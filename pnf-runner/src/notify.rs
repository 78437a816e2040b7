//! Alert delivery.
//!
//! Delivery is best-effort: the orchestrator logs a failed notification and
//! carries on. Nothing here retries.

use std::time::Duration;

use pnf_core::{ChangeEvent, Interval};
use thiserror::Error;

pub const TELEGRAM_API_BASE: &str = "https://api.telegram.org";

#[derive(Debug, Error)]
pub enum NotifyError {
    #[error("notifier not configured: {0}")]
    NotConfigured(String),

    #[error("http error: {0}")]
    Http(String),

    #[error("delivery rejected with HTTP {status}: {body}")]
    Rejected { status: u16, body: String },

    #[error("all notifiers failed: {}", .0.join("; "))]
    AllFailed(Vec<String>),
}

/// A sink for change alerts.
pub trait Notifier: Send + Sync {
    fn name(&self) -> &str;

    fn notify(&self, event: &ChangeEvent, message: &str) -> Result<(), NotifyError>;
}

/// Markdown alert text for a change event.
pub fn format_alert(event: &ChangeEvent, interval: Interval) -> String {
    format!(
        "🚨 *P&F Alert: {}*\nNew Column Detected: *{}*\nInterval: {} | ATR Box Size: {:.2}\nTime: {}",
        event.symbol,
        event.kind,
        interval.label(),
        event.box_size,
        event.timestamp.format("%Y-%m-%d %H:%M UTC"),
    )
}

/// Telegram Bot API `sendMessage` delivery.
pub struct TelegramNotifier {
    client: reqwest::blocking::Client,
    bot_token: Option<String>,
    chat_id: Option<String>,
    api_base: String,
}

impl TelegramNotifier {
    pub fn new(
        bot_token: Option<String>,
        chat_id: Option<String>,
        timeout: Duration,
    ) -> Result<Self, NotifyError> {
        let client = reqwest::blocking::Client::builder()
            .timeout(timeout)
            .build()
            .map_err(|e| NotifyError::Http(format!("failed to build HTTP client: {e}")))?;
        Ok(Self {
            client,
            bot_token: bot_token.filter(|t| !t.trim().is_empty()),
            chat_id: chat_id.filter(|c| !c.trim().is_empty()),
            api_base: TELEGRAM_API_BASE.to_string(),
        })
    }

    pub fn with_api_base(mut self, api_base: impl Into<String>) -> Self {
        self.api_base = api_base.into();
        self
    }

    pub fn is_configured(&self) -> bool {
        self.bot_token.is_some() && self.chat_id.is_some()
    }

    fn send_url(&self, token: &str) -> String {
        format!("{}/bot{token}/sendMessage", self.api_base.trim_end_matches('/'))
    }
}

impl Notifier for TelegramNotifier {
    fn name(&self) -> &str {
        "telegram"
    }

    fn notify(&self, event: &ChangeEvent, message: &str) -> Result<(), NotifyError> {
        let (Some(token), Some(chat_id)) = (&self.bot_token, &self.chat_id) else {
            log::warn!("telegram config missing, alert for {} suppressed", event.symbol);
            return Err(NotifyError::NotConfigured(
                "telegram bot token and chat id are required".into(),
            ));
        };

        let body = serde_json::json!({
            "chat_id": chat_id,
            "text": message,
            "parse_mode": "Markdown",
        });

        let resp = self
            .client
            .post(self.send_url(token))
            .json(&body)
            .send()
            .map_err(|e| NotifyError::Http(e.to_string()))?;

        let status = resp.status();
        if !status.is_success() {
            let body = resp.text().unwrap_or_default();
            return Err(NotifyError::Rejected {
                status: status.as_u16(),
                body,
            });
        }
        Ok(())
    }
}

/// Writes alerts to the log at info level.
#[derive(Debug, Default, Clone, Copy)]
pub struct LogNotifier;

impl Notifier for LogNotifier {
    fn name(&self) -> &str {
        "log"
    }

    fn notify(&self, event: &ChangeEvent, message: &str) -> Result<(), NotifyError> {
        log::info!(
            "alert {}: new {} column ({} columns)\n{message}",
            event.symbol,
            event.kind,
            event.column_count
        );
        Ok(())
    }
}

/// Delivers to every inner notifier; fails only if all of them fail.
#[derive(Default)]
pub struct FanoutNotifier {
    notifiers: Vec<Box<dyn Notifier>>,
}

impl FanoutNotifier {
    pub fn new() -> Self {
        Self::default()
    }

    pub fn with(mut self, notifier: impl Notifier + 'static) -> Self {
        self.notifiers.push(Box::new(notifier));
        self
    }

    pub fn push(&mut self, notifier: Box<dyn Notifier>) {
        self.notifiers.push(notifier);
    }

    pub fn len(&self) -> usize {
        self.notifiers.len()
    }

    pub fn is_empty(&self) -> bool {
        self.notifiers.is_empty()
    }
}

impl Notifier for FanoutNotifier {
    fn name(&self) -> &str {
        "fanout"
    }

    fn notify(&self, event: &ChangeEvent, message: &str) -> Result<(), NotifyError> {
        if self.notifiers.is_empty() {
            return Ok(());
        }
        let mut failures = Vec::new();
        for notifier in &self.notifiers {
            if let Err(e) = notifier.notify(event, message) {
                log::warn!("{} notifier failed for {}: {e}", notifier.name(), event.symbol);
                failures.push(format!("{}: {e}", notifier.name()));
            }
        }
        if failures.len() == self.notifiers.len() {
            Err(NotifyError::AllFailed(failures))
        } else {
            Ok(())
        }
    }
}

#[cfg(test)]
mod tests {
    use super::*;
    use chrono::{TimeZone, Utc};
    use pnf_core::ColumnKind;
    use std::sync::atomic::{AtomicUsize, Ordering};
    use std::sync::Arc;

    fn event() -> ChangeEvent {
        ChangeEvent {
            symbol: "RELIANCE".into(),
            kind: ColumnKind::X,
            column_count: 7,
            box_size: 12.3456,
            timestamp: Utc.with_ymd_and_hms(2024, 1, 3, 6, 15, 0).unwrap(),
        }
    }

    struct Counting {
        calls: Arc<AtomicUsize>,
        fail: bool,
    }

    impl Notifier for Counting {
        fn name(&self) -> &str {
            "counting"
        }

        fn notify(&self, _: &ChangeEvent, _: &str) -> Result<(), NotifyError> {
            self.calls.fetch_add(1, Ordering::SeqCst);
            if self.fail {
                Err(NotifyError::Http("boom".into()))
            } else {
                Ok(())
            }
        }
    }

    #[test]
    fn alert_text_matches_format() {
        let text = format_alert(&event(), Interval::ThirtyMinute);
        assert_eq!(
            text,
            "🚨 *P&F Alert: RELIANCE*\nNew Column Detected: *X*\n\
             Interval: 30m | ATR Box Size: 12.35\nTime: 2024-01-03 06:15 UTC"
        );
    }

    #[test]
    fn unconfigured_telegram_is_suppressed() {
        let n = TelegramNotifier::new(
            Some("token".into()),
            Some("  ".into()),
            Duration::from_secs(1),
        )
        .unwrap();
        assert!(!n.is_configured());
        assert!(matches!(
            n.notify(&event(), "hi"),
            Err(NotifyError::NotConfigured(_))
        ));
    }

    #[test]
    fn telegram_url_includes_token() {
        let n = TelegramNotifier::new(
            Some("123:abc".into()),
            Some("42".into()),
            Duration::from_secs(1),
        )
        .unwrap()
        .with_api_base("http://localhost:1/");
        assert!(n.is_configured());
        assert_eq!(n.send_url("123:abc"), "http://localhost:1/bot123:abc/sendMessage");
    }

    #[test]
    fn fanout_succeeds_if_any_succeeds() {
        let calls = Arc::new(AtomicUsize::new(0));
        let fanout = FanoutNotifier::new()
            .with(Counting {
                calls: calls.clone(),
                fail: true,
            })
            .with(Counting {
                calls: calls.clone(),
                fail: false,
            });
        assert!(fanout.notify(&event(), "msg").is_ok());
        assert_eq!(calls.load(Ordering::SeqCst), 2);
    }

    #[test]
    fn fanout_fails_if_all_fail() {
        let calls = Arc::new(AtomicUsize::new(0));
        let fanout = FanoutNotifier::new().with(Counting {
            calls: calls.clone(),
            fail: true,
        });
        let err = fanout.notify(&event(), "msg").unwrap_err();
        assert!(err.to_string().contains("boom"));
        assert!(FanoutNotifier::new().notify(&event(), "msg").is_ok());
    }

    #[test]
    fn log_notifier_never_fails() {
        assert!(LogNotifier.notify(&event(), "msg").is_ok());
    }
}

Work to be completed - Pull every line containing the word "Markdown" out of the material.

Solution to this exercise -
/// Markdown alert text for a change event.
            "parse_mode": "Markdown",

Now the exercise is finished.